● **Directions**:
Which lines of the entries hold the string "Self"? Copy each one.

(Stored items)

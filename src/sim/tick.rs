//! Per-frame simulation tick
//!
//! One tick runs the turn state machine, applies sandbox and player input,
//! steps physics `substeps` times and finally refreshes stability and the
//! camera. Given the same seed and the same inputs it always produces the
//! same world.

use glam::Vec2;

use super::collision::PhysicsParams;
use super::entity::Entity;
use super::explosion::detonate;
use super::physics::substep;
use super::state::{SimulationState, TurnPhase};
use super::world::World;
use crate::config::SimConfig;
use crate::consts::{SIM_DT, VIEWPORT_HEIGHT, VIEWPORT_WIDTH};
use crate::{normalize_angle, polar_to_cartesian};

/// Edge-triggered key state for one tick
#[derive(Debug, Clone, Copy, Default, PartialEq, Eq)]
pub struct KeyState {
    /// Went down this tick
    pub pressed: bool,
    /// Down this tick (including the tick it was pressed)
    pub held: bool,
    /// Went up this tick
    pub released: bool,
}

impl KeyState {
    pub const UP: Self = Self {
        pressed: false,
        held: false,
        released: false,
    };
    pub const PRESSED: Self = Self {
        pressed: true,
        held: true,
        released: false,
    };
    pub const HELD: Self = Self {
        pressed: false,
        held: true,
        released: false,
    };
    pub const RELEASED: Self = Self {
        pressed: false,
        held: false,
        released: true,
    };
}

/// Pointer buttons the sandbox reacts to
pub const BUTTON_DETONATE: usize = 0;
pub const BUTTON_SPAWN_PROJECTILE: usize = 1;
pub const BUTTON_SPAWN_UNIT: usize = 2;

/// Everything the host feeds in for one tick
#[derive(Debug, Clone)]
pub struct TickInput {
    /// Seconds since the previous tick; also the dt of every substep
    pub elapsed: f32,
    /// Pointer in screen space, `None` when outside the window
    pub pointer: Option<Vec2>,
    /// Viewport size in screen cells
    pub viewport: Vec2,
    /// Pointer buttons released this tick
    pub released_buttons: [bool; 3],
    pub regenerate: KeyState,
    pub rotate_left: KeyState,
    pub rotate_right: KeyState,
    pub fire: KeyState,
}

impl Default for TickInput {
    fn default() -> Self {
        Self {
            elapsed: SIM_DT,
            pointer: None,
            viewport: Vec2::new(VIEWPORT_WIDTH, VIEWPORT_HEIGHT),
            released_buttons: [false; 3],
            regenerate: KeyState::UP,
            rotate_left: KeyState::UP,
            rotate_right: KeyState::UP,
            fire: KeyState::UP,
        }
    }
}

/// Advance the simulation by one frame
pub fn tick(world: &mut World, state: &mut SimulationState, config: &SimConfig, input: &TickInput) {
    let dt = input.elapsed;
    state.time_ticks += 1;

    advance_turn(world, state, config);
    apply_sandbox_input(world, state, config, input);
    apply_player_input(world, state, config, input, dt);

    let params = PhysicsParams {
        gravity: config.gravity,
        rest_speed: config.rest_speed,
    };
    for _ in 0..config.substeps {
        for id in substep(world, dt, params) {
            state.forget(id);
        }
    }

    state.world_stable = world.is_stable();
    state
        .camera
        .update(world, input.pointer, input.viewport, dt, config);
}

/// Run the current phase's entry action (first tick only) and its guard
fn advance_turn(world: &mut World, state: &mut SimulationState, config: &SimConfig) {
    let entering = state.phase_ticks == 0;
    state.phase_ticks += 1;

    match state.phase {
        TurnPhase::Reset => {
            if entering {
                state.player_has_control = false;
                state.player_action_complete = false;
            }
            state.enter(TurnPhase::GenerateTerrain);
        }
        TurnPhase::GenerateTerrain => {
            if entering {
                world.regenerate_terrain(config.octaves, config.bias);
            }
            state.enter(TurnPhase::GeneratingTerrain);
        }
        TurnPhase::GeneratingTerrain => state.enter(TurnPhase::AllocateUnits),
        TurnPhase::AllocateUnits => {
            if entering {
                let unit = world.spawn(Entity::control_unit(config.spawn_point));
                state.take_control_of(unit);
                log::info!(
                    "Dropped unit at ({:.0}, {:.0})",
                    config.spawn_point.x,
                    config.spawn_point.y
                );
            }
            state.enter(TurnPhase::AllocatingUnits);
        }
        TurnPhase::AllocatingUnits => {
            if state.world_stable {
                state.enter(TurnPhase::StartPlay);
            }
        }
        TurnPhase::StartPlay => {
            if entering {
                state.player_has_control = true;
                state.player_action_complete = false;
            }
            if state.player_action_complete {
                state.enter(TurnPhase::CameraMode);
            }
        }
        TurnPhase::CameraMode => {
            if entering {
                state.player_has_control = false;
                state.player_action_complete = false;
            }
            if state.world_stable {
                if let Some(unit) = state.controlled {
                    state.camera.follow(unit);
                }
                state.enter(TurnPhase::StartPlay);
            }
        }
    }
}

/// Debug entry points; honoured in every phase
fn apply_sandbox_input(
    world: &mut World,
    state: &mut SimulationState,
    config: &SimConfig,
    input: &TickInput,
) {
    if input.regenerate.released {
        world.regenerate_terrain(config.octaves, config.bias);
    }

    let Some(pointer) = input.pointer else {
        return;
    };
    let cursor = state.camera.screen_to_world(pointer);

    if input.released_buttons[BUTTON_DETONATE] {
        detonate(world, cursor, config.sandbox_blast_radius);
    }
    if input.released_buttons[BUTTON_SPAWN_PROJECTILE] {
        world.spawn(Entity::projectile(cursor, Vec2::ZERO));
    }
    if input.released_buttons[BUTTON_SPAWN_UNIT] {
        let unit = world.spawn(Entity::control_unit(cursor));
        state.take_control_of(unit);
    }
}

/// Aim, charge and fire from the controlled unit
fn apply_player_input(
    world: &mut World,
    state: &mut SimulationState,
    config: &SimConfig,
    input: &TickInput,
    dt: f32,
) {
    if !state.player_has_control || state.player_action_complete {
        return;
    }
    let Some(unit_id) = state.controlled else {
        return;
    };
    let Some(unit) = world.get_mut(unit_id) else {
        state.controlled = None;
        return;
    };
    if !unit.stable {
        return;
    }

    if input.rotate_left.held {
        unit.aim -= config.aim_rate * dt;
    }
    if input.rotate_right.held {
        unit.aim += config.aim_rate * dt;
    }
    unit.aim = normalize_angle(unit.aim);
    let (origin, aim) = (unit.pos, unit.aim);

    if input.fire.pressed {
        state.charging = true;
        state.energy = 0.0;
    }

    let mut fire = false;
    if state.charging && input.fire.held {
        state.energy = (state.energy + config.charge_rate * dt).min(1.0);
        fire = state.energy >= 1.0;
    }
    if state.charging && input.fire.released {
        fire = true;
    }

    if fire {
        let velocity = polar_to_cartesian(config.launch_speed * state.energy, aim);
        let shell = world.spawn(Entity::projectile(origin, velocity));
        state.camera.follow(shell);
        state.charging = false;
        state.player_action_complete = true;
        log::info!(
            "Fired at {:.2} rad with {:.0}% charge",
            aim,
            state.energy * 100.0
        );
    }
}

● **Task output**:
    pub const UP: Self = Self {
    pub const PRESSED: Self = Self {
    pub const HELD: Self = Self {
    pub const RELEASED: Self = Self {
    fn default() -> Self {
        Self {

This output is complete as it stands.